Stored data
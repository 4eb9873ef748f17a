// Root filesystem usage via statvfs

use crate::error::{SampleResult, SourceUnavailable};
use crate::host::{FsStats, Host};
use crate::models::ByteRange;
use std::path::Path;

/// `total = blocks * frsize`, `used = (blocks - blocks_free) * frsize`.
/// Blocks reserved for root count as used.
pub fn usage_from_fs_stats(stats: &FsStats) -> SampleResult<ByteRange> {
    let total = stats
        .blocks
        .checked_mul(stats.fragment_size)
        .ok_or_else(|| SourceUnavailable::parse("statvfs", "filesystem size overflows"))?;
    let free = stats.blocks_free.saturating_mul(stats.fragment_size);
    Ok(ByteRange::from_free(total, free))
}

pub(super) fn usage(host: &dyn Host, root_path: &Path) -> SampleResult<ByteRange> {
    let stats = host
        .fs_stats(root_path)
        .map_err(|e| SourceUnavailable::io(root_path, e))?;
    usage_from_fs_stats(&stats)
}

#[cfg(test)]
mod tests {
    use super::*;

    #[test]
    fn block_counts_scale_by_fragment_size() {
        let stats = FsStats {
            fragment_size: 4096,
            blocks: 1000,
            blocks_free: 250,
        };
        let usage = usage_from_fs_stats(&stats).unwrap();
        assert_eq!(usage.total, 4_096_000);
        assert_eq!(usage.used, 3_072_000);
    }

    #[test]
    fn overflowing_block_count_is_rejected() {
        let stats = FsStats {
            fragment_size: 4096,
            blocks: u64::MAX,
            blocks_free: 0,
        };
        assert!(usage_from_fs_stats(&stats).is_err());
    }
}
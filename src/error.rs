// Failure of a single metric source

use std::path::PathBuf;
use std::process::ExitStatus;
use std::time::Duration;

/// The one failure kind inside the samplers: a source could not be read,
/// spawned or parsed. Variants only say why, for logs; callers treat every
/// variant the same way and fall back to a zero value.
#[derive(Debug, thiserror::Error)]
pub enum SourceUnavailable {
    #[error("cannot read {}: {source}", path.display())]
    Io {
        path: PathBuf,
        #[source]
        source: std::io::Error,
    },

    #[error("cannot spawn {program}: {source}")]
    Spawn {
        program: String,
        #[source]
        source: std::io::Error,
    },

    #[error("{program} exited with {status}")]
    Exit { program: String, status: ExitStatus },

    #[error("{program} did not finish within {timeout:?}")]
    Timeout { program: String, timeout: Duration },

    #[error("unexpected {source_name} format: {detail}")]
    Parse {
        source_name: &'static str,
        detail: String,
    },

    #[error("{what} is not available on this host")]
    Unsupported { what: &'static str },
}

impl SourceUnavailable {
    pub(crate) fn io(path: impl Into<PathBuf>, source: std::io::Error) -> Self {
        Self::Io {
            path: path.into(),
            source,
        }
    }

    pub(crate) fn parse(source_name: &'static str, detail: impl Into<String>) -> Self {
        Self::Parse {
            source_name,
            detail: detail.into(),
        }
    }
}

pub type SampleResult<T> = Result<T, SourceUnavailable>;
//! Custom serde helpers for Heliotrope wire formats.
//!
//! Hitomi's upstream metadata is loosely typed: flags arrive as `1`, `"1"`,
//! `""` or `null` depending on the gallery, ids sometimes arrive as strings,
//! and empty lists are often `null`. These helpers normalize those shapes at
//! the decode boundary.

/// Deserializes a flag that may be a bool, a number, a string or `null`.
///
/// `null`, `false`, `0`, `""` and `"0"` are false. Any other number or
/// string is true.
pub mod lenient_bool {
    use serde::{Deserialize, Deserializer, Serializer};
    use serde_json::Value;

    pub fn deserialize<'de, D>(deserializer: D) -> Result<bool, D::Error>
    where
        D: Deserializer<'de>,
    {
        match Value::deserialize(deserializer)? {
            Value::Null => Ok(false),
            Value::Bool(b) => Ok(b),
            Value::Number(n) => Ok(n.as_f64().map(|f| f != 0.0).unwrap_or(false)),
            Value::String(s) => Ok(!(s.is_empty() || s == "0" || s.eq_ignore_ascii_case("false"))),
            other => Err(serde::de::Error::custom(format!(
                "expected a boolean flag, got {}",
                other
            ))),
        }
    }

    pub fn serialize<S>(value: &bool, serializer: S) -> Result<S::Ok, S::Error>
    where
        S: Serializer,
    {
        serializer.serialize_bool(*value)
    }
}

/// Deserializes an unsigned id that may be sent as a JSON number or a
/// numeric string.
pub mod string_or_int {
    use serde::{Deserialize, Deserializer, Serializer};
    use serde_json::Value;

    pub fn deserialize<'de, D>(deserializer: D) -> Result<u64, D::Error>
    where
        D: Deserializer<'de>,
    {
        match Value::deserialize(deserializer)? {
            Value::Number(n) => n
                .as_u64()
                .ok_or_else(|| serde::de::Error::custom(format!("Invalid integer: {}", n))),
            Value::String(s) => s
                .trim()
                .parse::<u64>()
                .map_err(|_| serde::de::Error::custom(format!("Invalid integer: {:?}", s))),
            other => Err(serde::de::Error::custom(format!(
                "expected an integer, got {}",
                other
            ))),
        }
    }

    pub fn serialize<S>(value: &u64, serializer: S) -> Result<S::Ok, S::Error>
    where
        S: Serializer,
    {
        serializer.serialize_u64(*value)
    }
}

/// Deserializes `null` as `T::default()`. Used for list fields.
///
/// Use without `#[serde(default)]`: the key itself stays required.
pub mod null_as_default {
    use serde::{Deserialize, Deserializer};

    pub fn deserialize<'de, D, T>(deserializer: D) -> Result<T, D::Error>
    where
        D: Deserializer<'de>,
        T: Deserialize<'de> + Default,
    {
        Ok(Option::<T>::deserialize(deserializer)?.unwrap_or_default())
    }
}
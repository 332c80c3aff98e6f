//! In-process mock of the Phlox API, served by axum on a random local port.
//!
//! Gallery indices 400, 404 and 500 answer with that status and a
//! `{"message": "mock <status>"}` body on every GET route. Index 999 answers
//! 200 with a body that matches no schema.

#![allow(dead_code)]

use std::sync::{Arc, Mutex};

use axum::{
    extract::{Path, State},
    http::{header, HeaderMap, StatusCode},
    routing::{get, post},
    Json, Router,
};
use serde_json::{json, Value};
use tokio::net::TcpListener;

pub const MALFORMED_INDEX: u64 = 999;
pub const LIST_TOTAL: u64 = 300;
pub const NO_MATCH_TERM: &str = "language:klingon";

/// Everything the mock saw, in arrival order.
#[derive(Clone, Default)]
pub struct Recorded {
    pub user_agents: Arc<Mutex<Vec<String>>>,
    pub bodies: Arc<Mutex<Vec<Value>>>,
}

impl Recorded {
    pub fn user_agents(&self) -> Vec<String> {
        self.user_agents.lock().unwrap().clone()
    }

    pub fn bodies(&self) -> Vec<Value> {
        self.bodies.lock().unwrap().clone()
    }

    fn see(&self, headers: &HeaderMap) {
        let ua = headers
            .get(header::USER_AGENT)
            .and_then(|v| v.to_str().ok())
            .unwrap_or_default()
            .to_string();
        self.user_agents.lock().unwrap().push(ua);
    }
}

// ─── Fixtures ────────────────────────────────────────────────────────────────

pub fn info_json(id: u64) -> Value {
    json!({
        "id": id,
        "title": format!("Gallery {id}"),
        "thumbnail": format!("https://tn.hitomi.la/bigtn/{id}.jpg"),
        "artist": ["someone"],
        "group": null,
        "type": "manga",
        "language": "korean",
        "series": [],
        "character": [],
        "tags": [
            {"tag": "sole female", "url": "/tag/female%3Asole%20female-all.html", "female": true, "male": false}
        ],
        "date": "2021-06-14 03:32:00-05"
    })
}

pub fn galleryinfo_json(id: u64) -> Value {
    json!({
        "date": "2021-06-14 03:32:00-05",
        "galleryurl": format!("/manga/gallery-{id}.html"),
        "id": id.to_string(),
        "japanese_title": "ギャラリー",
        "language": "korean",
        "language_localname": "한국어",
        "language_url": "/index-korean.html",
        "title": format!("Gallery {id}"),
        "type": "manga",
        "video": null,
        "videofilename": null,
        "artists": [{"artist": "someone", "url": "/artist/someone-all.html"}],
        "characters": [],
        "files": [
            {"name": "01.jpg", "hash": "aa11", "width": 1280, "height": 1810, "hasavif": 1, "haswebp": 1},
            {"name": "02.jpg", "hash": "bb22", "width": 1280, "height": 1810, "hasavif": 1, "haswebp": 0}
        ],
        "groups": null,
        "languages": [],
        "parodys": [],
        "related": [id + 1],
        "scene_indexes": [],
        "tags": [{"tag": "full color", "url": "/tag/full%20color-all.html", "female": "", "male": ""}]
    })
}

pub fn files_json(id: u64) -> Value {
    json!({
        "files": [
            format!("https://a.hitomi.la/webp/{id}/03.webp"),
            format!("https://a.hitomi.la/webp/{id}/01.webp"),
            format!("https://a.hitomi.la/webp/{id}/02.webp")
        ]
    })
}

pub fn list_json(index: u64) -> Value {
    let list: Vec<Value> = (0..3).map(|i| info_json(index * 10 + i)).collect();
    json!({"list": list, "total": LIST_TOTAL})
}

// ─── Handlers ────────────────────────────────────────────────────────────────

type Reply = (StatusCode, Json<Value>);

fn ok(body: Value) -> Reply {
    (StatusCode::OK, Json(body))
}

fn fail(status: StatusCode, message: &str) -> Reply {
    (status, Json(json!({"message": message})))
}

/// Index-driven failures shared by every GET route.
fn scripted(index: u64) -> Option<Reply> {
    match index {
        400 | 404 | 500 => {
            let status = StatusCode::from_u16(index as u16).unwrap();
            Some(fail(status, &format!("mock {index}")))
        }
        MALFORMED_INDEX => Some(ok(json!({"unexpected": true}))),
        _ => None,
    }
}

async fn galleryinfo(
    State(rec): State<Recorded>,
    headers: HeaderMap,
    Path(index): Path<u64>,
) -> Reply {
    rec.see(&headers);
    scripted(index).unwrap_or_else(|| ok(galleryinfo_json(index)))
}

async fn image(State(rec): State<Recorded>, headers: HeaderMap, Path(index): Path<u64>) -> Reply {
    rec.see(&headers);
    scripted(index).unwrap_or_else(|| ok(files_json(index)))
}

async fn info(State(rec): State<Recorded>, headers: HeaderMap, Path(index): Path<u64>) -> Reply {
    rec.see(&headers);
    scripted(index).unwrap_or_else(|| ok(info_json(index)))
}

async fn list(State(rec): State<Recorded>, headers: HeaderMap, Path(index): Path<u64>) -> Reply {
    rec.see(&headers);
    scripted(index).unwrap_or_else(|| ok(list_json(index)))
}

fn query_terms(body: &Value) -> Vec<String> {
    body["query"]
        .as_array()
        .map(|q| q.iter().filter_map(|t| t.as_str().map(str::to_string)).collect())
        .unwrap_or_default()
}

async fn random(State(rec): State<Recorded>, headers: HeaderMap, Json(body): Json<Value>) -> Reply {
    rec.see(&headers);
    rec.bodies.lock().unwrap().push(body.clone());
    if query_terms(&body).iter().any(|t| t == NO_MATCH_TERM) {
        return fail(StatusCode::NOT_FOUND, "No galleries match the query");
    }
    ok(info_json(777))
}

/// One hit per query term; `count` echoes the offset so callers can see it
/// arrived.
async fn search(State(rec): State<Recorded>, headers: HeaderMap, Json(body): Json<Value>) -> Reply {
    rec.see(&headers);
    rec.bodies.lock().unwrap().push(body.clone());
    let terms = query_terms(&body);
    if terms.is_empty() {
        return fail(StatusCode::BAD_REQUEST, "query must not be empty");
    }
    let offset = body["offset"].as_u64().unwrap_or(0);
    let result: Vec<Value> = (0..terms.len() as u64).map(|i| info_json(100 + i)).collect();
    ok(json!({"result": result, "count": 1000 + offset}))
}

pub fn app(rec: Recorded) -> Router {
    Router::new()
        .route("/api/hitomi/galleryinfo/{index}", get(galleryinfo))
        .route("/api/hitomi/image/{index}", get(image))
        .route("/api/hitomi/info/{index}", get(info))
        .route("/api/hitomi/list/{index}", get(list))
        .route("/api/hitomi/random", post(random))
        .route("/api/hitomi/search", post(search))
        .with_state(rec)
}

/// Start the mock and return its base URL (with a trailing slash, which the
/// client must strip) and the request recorder.
pub async fn spawn() -> (String, Recorded) {
    let rec = Recorded::default();
    let listener = TcpListener::bind("127.0.0.1:0").await.unwrap();
    let addr = listener.local_addr().unwrap();
    let router = app(rec.clone());
    tokio::spawn(async move {
        axum::serve(listener, router).await.unwrap();
    });
    (format!("http://{addr}/"), rec)
}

-- Description of the task --
Filter the entries and copy out every line with the word "unexpected".

-- Expected output --
    #[error("unexpected {source_name} format: {detail}")]
        MALFORMED_INDEX => Some(ok(json!({"unexpected": true}))),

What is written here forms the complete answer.